Pilotprojekt: Bergung von Altmunition in Lübecker Bucht

20. August 2024
Bund investiert 100 Millionen Euro. Umweltschutz mit modernster Technologie. Hamburg News sprach mit Seaterra-Geschäftsführer Dieter Guldin

Bomben, Granaten oder Artillerie- und Maschinengewehrmunition – etwa 1,6 Millionen Tonnen Kriegsmaterial liegt auf dem Grund der deutschen Ost- und Nordsee. Das Material aus deutschen Arsenalen, aber auch Munition der Alliierten, wurde nach Ende des zweiten Weltkriegs im Rahmen der Entwaffnung Deutschlands zum Beispiel Schute um Schute in die Lübecker Bucht gebracht und dort versenkt.
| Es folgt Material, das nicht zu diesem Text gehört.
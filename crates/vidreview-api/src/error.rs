//! HTTP error response conversion
//!
//! Handlers return `Result<impl IntoResponse, HttpAppError>`. Every error is
//! logged here, once, at the level its `ErrorMetadata` asks for; nothing below
//! the HTTP boundary logs a failure it also returns.

use std::sync::OnceLock;

use axum::{
    body::Bytes,
    extract::{FromRequest, Request},
    http::{header, HeaderValue, StatusCode},
    response::{IntoResponse, Response},
    Json,
};
use serde::{de::DeserializeOwned, Serialize};
use utoipa::ToSchema;
use vidreview_core::{AppError, ErrorMetadata, LogLevel};
use vidreview_storage::StorageError;

static EXPOSE_DETAILS: OnceLock<bool> = OnceLock::new();

/// Allow `details` in error bodies for non-sensitive errors. Set once at startup.
pub fn configure_error_details(expose: bool) {
    let _ = EXPOSE_DETAILS.set(expose);
}

fn expose_details() -> bool {
    EXPOSE_DETAILS.get().copied().unwrap_or(false)
}

#[derive(Debug, Serialize, ToSchema)]
pub struct ErrorResponse {
    pub error: String,
    #[serde(skip_serializing_if = "Option::is_none")]
    pub details: Option<String>,
}

/// Wrapper type for AppError to implement IntoResponse
/// This is necessary because of Rust's orphan rules - we can't implement
/// IntoResponse (external trait) for AppError (external type from vidreview-core)
#[derive(Debug)]
pub struct HttpAppError(pub AppError);

impl From<AppError> for HttpAppError {
    fn from(err: AppError) -> Self {
        HttpAppError(err)
    }
}

impl From<anyhow::Error> for HttpAppError {
    fn from(err: anyhow::Error) -> Self {
        HttpAppError(AppError::InternalWithSource {
            message: err.to_string(),
            source: err,
        })
    }
}

fn invalid_body(reason: impl std::fmt::Display) -> HttpAppError {
    HttpAppError(AppError::InvalidInput(format!("Invalid request body: {}", reason)))
}

/// JSON body extractor that answers malformed bodies with our ErrorResponse
/// format (400 + JSON).
///
/// The body is parsed as JSON whatever `Content-Type` the client sent.
#[derive(Debug, Clone, Copy)]
pub struct ValidatedJson<T>(pub T);

impl<T, S> FromRequest<S> for ValidatedJson<T>
where
    T: DeserializeOwned,
    S: Send + Sync,
{
    type Rejection = HttpAppError;

    async fn from_request(req: Request, state: &S) -> Result<Self, Self::Rejection> {
        let body = Bytes::from_request(req, state)
            .await
            .map_err(|rejection| invalid_body(rejection.body_text()))?;
        let inner = serde_json::from_slice(&body).map_err(invalid_body)?;
        Ok(ValidatedJson(inner))
    }
}

/// Map a storage failure onto the error taxonomy.
///
/// `not_found` supplies the client message when the object is missing.
pub fn storage_error(err: StorageError, not_found: impl FnOnce() -> String) -> AppError {
    match err {
        StorageError::NotFound(_) => AppError::NotFound(not_found()),
        StorageError::InvalidKey(key) => AppError::InvalidInput(format!("Invalid key: {}", key)),
        StorageError::DownloadFailed(msg)
        | StorageError::BackendError(msg)
        | StorageError::ConfigError(msg) => AppError::Storage(msg),
        StorageError::IoError(err) => AppError::Storage(format!("IO error: {}", err)),
    }
}

fn log_error(error: &AppError) {
    let error_type = error.error_type();
    let error_code = error.error_code();
    let details = error.detailed_message();
    match error.log_level() {
        LogLevel::Debug => {
            tracing::debug!(
                error = %details,
                error_type,
                error_code,
                "Error occurred"
            );
        }
        LogLevel::Warn => {
            tracing::warn!(
                error = %details,
                error_type,
                error_code,
                "Error occurred"
            );
        }
        LogLevel::Error => {
            tracing::error!(
                error = %details,
                error_type,
                error_code,
                "Error occurred"
            );
        }
    }
}

impl IntoResponse for HttpAppError {
    fn into_response(self) -> Response {
        let app_error = &self.0;

        let status = StatusCode::from_u16(app_error.http_status_code())
            .unwrap_or(StatusCode::INTERNAL_SERVER_ERROR);

        log_error(app_error);

        let details = (expose_details() && !app_error.is_sensitive())
            .then(|| app_error.detailed_message());

        let body = Json(ErrorResponse {
            error: app_error.client_message(),
            details,
        });

        let mut response = (status, body).into_response();

        if let Some(size) = app_error.unsatisfiable_size() {
            if let Ok(value) = HeaderValue::from_str(&format!("bytes */{}", size)) {
                response.headers_mut().insert(header::CONTENT_RANGE, value);
            }
        }

        response
    }
}
pub mod request_id;

pub use request_id::{request_id_middleware, RequestId, REQUEST_ID_HEADER};
//! API constants
//!
//! Route prefix and the fixed client-facing messages of the proxy routes.

/// API base path prefix
pub const API_PREFIX: &str = "/api";

/// Content type of every streamed clip
pub const VIDEO_CONTENT_TYPE: &str = "video/mp4";

pub const ADD_ANNOTATION_FAILED: &str = "Failed to add annotation";
pub const CHECK_USER_FAILED: &str = "Failed to reach backend";
pub const FETCH_FAILED: &str = "Failed to fetch from backend";
pub const FETCH_VIDEO_FAILED: &str = "Failed to fetch video from backend";
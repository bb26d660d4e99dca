//! OpenAPI documentation.

use utoipa::OpenApi;

use crate::error;
use crate::handlers;

pub fn get_openapi_spec() -> utoipa::openapi::OpenApi {
    ApiDoc::openapi()
}

#[derive(OpenApi)]
#[openapi(
    info(
        title = "vidreview API",
        version = "0.1.0",
        description = "Range-request video streaming for sign-language review, with the batch \
                       index and annotation backend routes."
    ),
    paths(
        // Videos
        handlers::video_stream::stream_review,
        handlers::video_stream::stream_reference,
        // Batch index
        handlers::batches::list_batches,
        handlers::batches::get_word,
        // Annotation backend
        handlers::proxy::add_annotation,
        handlers::proxy::check_user,
        handlers::proxy::user_batches,
        handlers::proxy::word_videos,
        handlers::proxy::word_video,
    ),
    components(
        schemas(
            handlers::batches::WordResponse,
            error::ErrorResponse,
        )
    ),
    tags(
        (name = "videos", description = "Byte-range streaming of review and reference clips"),
        (name = "batches", description = "Batches, signs and clip URLs discovered in storage"),
        (name = "backend", description = "Annotation backend pass-through")
    )
)]
pub struct ApiDoc;
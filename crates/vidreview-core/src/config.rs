//! Configuration module
//!
//! All settings are read once at startup and passed into constructors; nothing
//! below this module reads the environment.

use std::env;

use crate::models::VideoLayout;
use crate::storage_types::StorageBackend;

const DEFAULT_PORT: u16 = 4000;
const DEFAULT_LOCAL_STORAGE_PATH: &str = "./videos";
const DEFAULT_REVIEW_PREFIX: &str = "ReviewVideos";
const DEFAULT_REFERENCE_PREFIX: &str = "ReferenceVideos";
const DEFAULT_DEV_API_URL: &str = "http://localhost:5000";
const BACKEND_TIMEOUT_SECS: u64 = 30;
const HTTP_CONCURRENCY_LIMIT: usize = 512;

/// Application configuration.
#[derive(Clone, Debug)]
pub struct Config {
    server_port: u16,
    environment: String,
    cors_origins: Vec<String>,
    log_json: bool,
    expose_error_details: bool,
    http_concurrency_limit: usize,
    // Storage configuration
    storage_backend: StorageBackend,
    local_storage_path: String,
    s3_bucket: Option<String>,
    s3_region: Option<String>,
    s3_endpoint: Option<String>,
    gcs_bucket: Option<String>,
    // Video layout
    review_prefix: String,
    reference_prefix: String,
    review_batches: Option<Vec<String>>,
    // Annotation backend
    backend_api_url: String,
    backend_timeout_secs: u64,
}

fn split_list(value: &str) -> Vec<String> {
    value
        .split(',')
        .map(|s| s.trim().to_string())
        .filter(|s| !s.is_empty())
        .collect()
}

impl Config {
    /// Load `.env` (if present) and read the process environment.
    pub fn from_env() -> Result<Self, anyhow::Error> {
        dotenvy::dotenv().ok();
        Self::from_source(|key| env::var(key).ok())
    }

    /// Build a configuration from an arbitrary key lookup.
    pub fn from_source<F>(lookup: F) -> Result<Self, anyhow::Error>
    where
        F: Fn(&str) -> Option<String>,
    {
        let var = |key: &str| lookup(key).filter(|v| !v.trim().is_empty());

        let environment = var("ENVIRONMENT")
            .or_else(|| var("APP_ENV"))
            .unwrap_or_else(|| "development".to_string());
        let is_production = is_production_env(&environment);

        let cors_origins_str = var("CORS_ORIGINS").unwrap_or_else(|| "*".to_string());
        if is_production && cors_origins_str.trim() == "*" {
            return Err(anyhow::anyhow!(
                "CORS_ORIGINS cannot be '*' in production. Please specify explicit origins."
            ));
        }

        let server_port = match var("PORT") {
            Some(port) => port
                .trim()
                .parse()
                .map_err(|_| anyhow::anyhow!("PORT must be a valid number"))?,
            None => DEFAULT_PORT,
        };

        let storage_backend = match var("STORAGE_BACKEND") {
            Some(value) => value.parse()?,
            None => StorageBackend::Local,
        };

        let backend_api_url = match var("BACKEND_API_URL") {
            Some(url) => url,
            None if is_production => var("PROD_API_URL").ok_or_else(|| {
                anyhow::anyhow!("PROD_API_URL or BACKEND_API_URL must be set in production")
            })?,
            None => var("DEV_API_URL").unwrap_or_else(|| DEFAULT_DEV_API_URL.to_string()),
        };

        let config = Config {
            server_port,
            environment,
            cors_origins: split_list(&cors_origins_str),
            log_json: var("LOG_FORMAT")
                .map(|f| f.eq_ignore_ascii_case("json"))
                .unwrap_or(false),
            expose_error_details: !is_production
                && var("EXPOSE_ERROR_DETAILS")
                    .map(|v| matches!(v.trim(), "1" | "true" | "TRUE" | "yes"))
                    .unwrap_or(false),
            http_concurrency_limit: var("HTTP_CONCURRENCY_LIMIT")
                .and_then(|s| s.trim().parse().ok())
                .filter(|n| *n > 0)
                .unwrap_or(HTTP_CONCURRENCY_LIMIT),
            storage_backend,
            local_storage_path: var("LOCAL_STORAGE_PATH")
                .unwrap_or_else(|| DEFAULT_LOCAL_STORAGE_PATH.to_string()),
            s3_bucket: var("S3_BUCKET"),
            s3_region: var("S3_REGION").or_else(|| var("AWS_REGION")),
            s3_endpoint: var("S3_ENDPOINT"),
            gcs_bucket: var("GCS_BUCKET"),
            review_prefix: var("REVIEW_PREFIX")
                .unwrap_or_else(|| DEFAULT_REVIEW_PREFIX.to_string()),
            reference_prefix: var("REFERENCE_PREFIX")
                .unwrap_or_else(|| DEFAULT_REFERENCE_PREFIX.to_string()),
            review_batches: var("REVIEW_BATCHES")
                .map(|s| split_list(&s))
                .filter(|batches| !batches.is_empty()),
            backend_api_url: backend_api_url.trim_end_matches('/').to_string(),
            backend_timeout_secs: var("BACKEND_TIMEOUT_SECS")
                .and_then(|s| s.trim().parse().ok())
                .unwrap_or(BACKEND_TIMEOUT_SECS),
        };

        config.validate()?;
        Ok(config)
    }

    pub fn validate(&self) -> Result<(), anyhow::Error> {
        match self.storage_backend {
            StorageBackend::S3 => {
                if self.s3_bucket.is_none() {
                    return Err(anyhow::anyhow!(
                        "S3_BUCKET must be set when using S3 storage backend"
                    ));
                }
                if self.s3_region.is_none() && self.s3_endpoint.is_none() {
                    return Err(anyhow::anyhow!(
                        "S3_REGION or AWS_REGION must be set when using S3 storage backend"
                    ));
                }
            }
            StorageBackend::Gcs => {
                if self.gcs_bucket.is_none() {
                    return Err(anyhow::anyhow!(
                        "GCS_BUCKET must be set when using GCS storage backend"
                    ));
                }
            }
            StorageBackend::Local | StorageBackend::Memory => {}
        }

        if !self.backend_api_url.starts_with("http://")
            && !self.backend_api_url.starts_with("https://")
        {
            return Err(anyhow::anyhow!(
                "Backend API URL must start with http:// or https://, got {}",
                self.backend_api_url
            ));
        }

        Ok(())
    }

    /// Check if the application is running in production mode
    pub fn is_production(&self) -> bool {
        is_production_env(&self.environment)
    }

    pub fn server_port(&self) -> u16 {
        self.server_port
    }

    pub fn environment(&self) -> &str {
        &self.environment
    }

    pub fn cors_origins(&self) -> &[String] {
        &self.cors_origins
    }

    pub fn log_json(&self) -> bool {
        self.log_json
    }

    /// Whether error bodies may carry `details`. Always false in production.
    pub fn expose_error_details(&self) -> bool {
        self.expose_error_details
    }

    pub fn http_concurrency_limit(&self) -> usize {
        self.http_concurrency_limit
    }

    pub fn storage_backend(&self) -> StorageBackend {
        self.storage_backend
    }

    pub fn local_storage_path(&self) -> &str {
        &self.local_storage_path
    }

    pub fn s3_bucket(&self) -> Option<&str> {
        self.s3_bucket.as_deref()
    }

    pub fn s3_region(&self) -> Option<&str> {
        self.s3_region.as_deref()
    }

    pub fn s3_endpoint(&self) -> Option<&str> {
        self.s3_endpoint.as_deref()
    }

    pub fn gcs_bucket(&self) -> Option<&str> {
        self.gcs_bucket.as_deref()
    }

    pub fn video_layout(&self) -> VideoLayout {
        VideoLayout::new(&self.review_prefix, &self.reference_prefix)
    }

    /// Batches exposed by the index; `None` means all of them.
    pub fn review_batches(&self) -> Option<&[String]> {
        self.review_batches.as_deref()
    }

    pub fn backend_api_url(&self) -> &str {
        &self.backend_api_url
    }

    pub fn backend_timeout_secs(&self) -> u64 {
        self.backend_timeout_secs
    }
}

fn is_production_env(environment: &str) -> bool {
    let env = environment.to_lowercase();
    env == "production" || env == "prod"
}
Eine Methode, die schon nach dem ersten Weltkrieg praktiziert wurde, sodass inzwischen Altmunition von zwei Weltkriegen auf dem Meeresgrund verrottet. Mit schwerwiegenden Konsequenzen: Die Metallhüllen und -hülsen von Bomben und Patronen korrodieren und geben den Sprengstoff frei. Krebserregende und Erbgut schädigende Stoffe können so ins Wasser und über die Nahrungskette – Fische und Muscheln – auf unsere Teller gelangen.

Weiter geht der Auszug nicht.